### DATA SECTION
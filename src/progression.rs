use serde::{Deserialize, Serialize};

use crate::stats::{SessionRecord, Stats};

pub const EXP_PER_STUDY_HOUR: u64 = 100;
pub const CENTURION_STUDY_HOURS: u32 = 100;

#[derive(Debug, Clone, Copy, PartialEq, Eq, Hash, PartialOrd, Ord, Serialize, Deserialize)]
#[serde(rename_all = "camelCase")]
pub enum Achievement {
    Centurion,
}

impl Achievement {
    /// Identifier used in the persisted achievement set.
    pub fn id(&self) -> &'static str {
        match self {
            Achievement::Centurion => "centurion",
        }
    }

    pub fn title(&self) -> &'static str {
        match self {
            Achievement::Centurion => "Centurion",
        }
    }

    pub fn description(&self) -> &'static str {
        match self {
            Achievement::Centurion => "Logged 100 total study hours.",
        }
    }
}

#[derive(Debug, Clone, Copy, PartialEq, Eq, PartialOrd, Ord, strum_macros::Display)]
pub enum Rank {
    #[strum(serialize = "Novice Scholar")]
    NoviceScholar,
    #[strum(serialize = "Adept Learner")]
    AdeptLearner,
    #[strum(serialize = "Disciplined Mind")]
    DisciplinedMind,
    #[strum(serialize = "Elite Thinker")]
    EliteThinker,
    #[strum(serialize = "Master Mind")]
    MasterMind,
}

impl Rank {
    pub fn for_level(level: u32) -> Self {
        match level {
            20.. => Rank::MasterMind,
            15..=19 => Rank::EliteThinker,
            10..=14 => Rank::DisciplinedMind,
            5..=9 => Rank::AdeptLearner,
            _ => Rank::NoviceScholar,
        }
    }
}

/// Something worth telling the user about.
#[derive(Debug, Clone, Copy, PartialEq, Eq)]
pub enum ProgressionEvent {
    LevelUp { level: u32 },
    AchievementUnlocked(Achievement),
}

/// Experience needed to clear `level`: floor(1000 * level^1.5).
pub fn experience_required(level: u32) -> u64 {
    (1000.0 * f64::from(level).powf(1.5)).floor() as u64
}

/// Credit study hours and apply every level-up they pay for.
pub fn award_experience(stats: &mut Stats, study_hours: u32) -> Vec<ProgressionEvent> {
    let gained = u64::from(study_hours) * EXP_PER_STUDY_HOUR;
    stats.current_exp = stats.current_exp.saturating_add(gained);
    tracing::debug!(gained, current_exp = stats.current_exp, "experience awarded");
    apply_level_ups(stats)
}

/// Spend banked experience on every level it covers, leaving
/// `current_exp < experience_required(level)`.
pub fn apply_level_ups(stats: &mut Stats) -> Vec<ProgressionEvent> {
    let mut events = Vec::new();
    let mut needed = experience_required(stats.level);
    while stats.current_exp >= needed && stats.level < u32::MAX {
        stats.current_exp -= needed;
        stats.level += 1;
        tracing::info!(level = stats.level, "level up");
        events.push(ProgressionEvent::LevelUp { level: stats.level });
        needed = experience_required(stats.level);
    }
    events
}

/// Update records and unlock achievements for a finished session.
///
/// Expects the session's hours to already be folded into the lifetime totals.
pub fn record_performance(stats: &mut Stats, record: &SessionRecord) -> Vec<ProgressionEvent> {
    stats.longest_session = stats.longest_session.max(record.total_hours());

    let mut events = Vec::new();
    if stats.total_study_hours >= CENTURION_STUDY_HOURS
        && unlock(stats, Achievement::Centurion)
    {
        events.push(ProgressionEvent::AchievementUnlocked(Achievement::Centurion));
    }
    events
}

fn unlock(stats: &mut Stats, achievement: Achievement) -> bool {
    let added = stats.achievements.insert(achievement.id().to_string());
    if added {
        tracing::info!(achievement = achievement.id(), "achievement unlocked");
    }
    added
}

#[cfg(test)]
mod tests {
    use super::*;
    use chrono::NaiveDate;

    fn record(study: u32, game: u32) -> SessionRecord {
        SessionRecord {
            date: NaiveDate::from_ymd_opt(2024, 3, 1).unwrap(),
            study_hours: study,
            game_hours: game,
        }
    }

    #[test]
    fn test_experience_required_values() {
        assert_eq!(experience_required(1), 1000);
        assert_eq!(experience_required(2), 2828);
        assert_eq!(experience_required(3), 5196);
        assert_eq!(experience_required(10), 31622);
    }

    #[test]
    fn test_experience_required_strictly_increasing() {
        for level in 1..500 {
            assert!(experience_required(level + 1) > experience_required(level));
        }
    }

    #[test]
    fn test_award_exactly_one_level() {
        let mut stats = Stats::default();
        let events = award_experience(&mut stats, 10);

        assert_eq!(stats.level, 2);
        assert_eq!(stats.current_exp, 0);
        assert_eq!(events, vec![ProgressionEvent::LevelUp { level: 2 }]);
    }

    #[test]
    fn test_award_below_threshold() {
        let mut stats = Stats::default();
        let events = award_experience(&mut stats, 9);

        assert_eq!(stats.level, 1);
        assert_eq!(stats.current_exp, 900);
        assert!(events.is_empty());
    }

    #[test]
    fn test_award_multi_level_jump() {
        let mut stats = Stats::default();
        // 1000 + 2828 + 5196 = 9024 to reach level 4
        let events = award_experience(&mut stats, 91);

        assert_eq!(stats.level, 4);
        assert_eq!(stats.current_exp, 9100 - 9024);
        assert_eq!(
            events,
            vec![
                ProgressionEvent::LevelUp { level: 2 },
                ProgressionEvent::LevelUp { level: 3 },
                ProgressionEvent::LevelUp { level: 4 },
            ]
        );
    }

    #[test]
    fn test_award_never_leaves_exp_above_requirement() {
        let mut stats = Stats::default();
        for hours in [1, 7, 24, 3, 24, 24, 0, 13, 24, 24, 24] {
            award_experience(&mut stats, hours);
            assert!(stats.current_exp < experience_required(stats.level));
        }
    }

    #[test]
    fn test_apply_level_ups_spends_banked_exp() {
        let mut stats = Stats {
            level: 1,
            current_exp: 5000,
            ..Stats::default()
        };
        let events = apply_level_ups(&mut stats);

        // 5000 - 1000 - 2828
        assert_eq!(stats.level, 3);
        assert_eq!(stats.current_exp, 1172);
        assert_eq!(events.len(), 2);
        assert!(apply_level_ups(&mut stats).is_empty());
    }

    #[test]
    fn test_award_saturates_at_counter_limits() {
        let mut stats = Stats {
            level: u32::MAX - 1,
            current_exp: u64::MAX - 50,
            ..Stats::default()
        };
        let events = award_experience(&mut stats, 24);

        assert_eq!(stats.level, u32::MAX);
        assert_eq!(events, vec![ProgressionEvent::LevelUp { level: u32::MAX }]);
        assert_eq!(
            stats.current_exp,
            u64::MAX - experience_required(u32::MAX - 1)
        );
    }

    #[test]
    fn test_longest_session_tracks_maximum() {
        let mut stats = Stats::default();
        record_performance(&mut stats, &record(3, 2));
        assert_eq!(stats.longest_session, 5);
        record_performance(&mut stats, &record(1, 1));
        assert_eq!(stats.longest_session, 5);
        record_performance(&mut stats, &record(6, 2));
        assert_eq!(stats.longest_session, 8);
    }

    #[test]
    fn test_centurion_unlocks_once() {
        let mut stats = Stats::default();

        stats.total_study_hours += 60;
        let events = record_performance(&mut stats, &record(60, 0));
        assert!(events.is_empty());
        assert!(!stats.has_achievement(Achievement::Centurion));

        stats.total_study_hours += 60;
        let events = record_performance(&mut stats, &record(60, 0));
        assert_eq!(
            events,
            vec![ProgressionEvent::AchievementUnlocked(Achievement::Centurion)]
        );
        assert!(stats.has_achievement(Achievement::Centurion));

        stats.total_study_hours += 5;
        let events = record_performance(&mut stats, &record(5, 0));
        assert!(events.is_empty());
        assert_eq!(stats.achievements.len(), 1);
    }

    #[test]
    fn test_rank_thresholds() {
        assert_eq!(Rank::for_level(1), Rank::NoviceScholar);
        assert_eq!(Rank::for_level(4), Rank::NoviceScholar);
        assert_eq!(Rank::for_level(5), Rank::AdeptLearner);
        assert_eq!(Rank::for_level(9), Rank::AdeptLearner);
        assert_eq!(Rank::for_level(10), Rank::DisciplinedMind);
        assert_eq!(Rank::for_level(15), Rank::EliteThinker);
        assert_eq!(Rank::for_level(19), Rank::EliteThinker);
        assert_eq!(Rank::for_level(20), Rank::MasterMind);
        assert_eq!(Rank::for_level(99), Rank::MasterMind);
    }

    #[test]
    fn test_rank_display() {
        assert_eq!(Rank::NoviceScholar.to_string(), "Novice Scholar");
        assert_eq!(Rank::MasterMind.to_string(), "Master Mind");
        assert_eq!(Rank::for_level(12).to_string(), "Disciplined Mind");
    }

    #[test]
    fn test_achievement_ids() {
        assert_eq!(Achievement::Centurion.id(), "centurion");
        assert_eq!(Achievement::Centurion.title(), "Centurion");
    }
}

### AIM OF THE TASK
Could you retype exactly the lines from the first one of the records through the line containing "Ord, Serialize, Deserialize)]", both included, and nothing more?

### ANSWER SECTION
filename src/progression.rs
use serde::{Deserialize, Serialize};

use crate::stats::{SessionRecord, Stats};

pub const EXP_PER_STUDY_HOUR: u64 = 100;
pub const CENTURION_STUDY_HOURS: u32 = 100;

#[derive(Debug, Clone, Copy, PartialEq, Eq, Hash, PartialOrd, Ord, Serialize, Deserialize)]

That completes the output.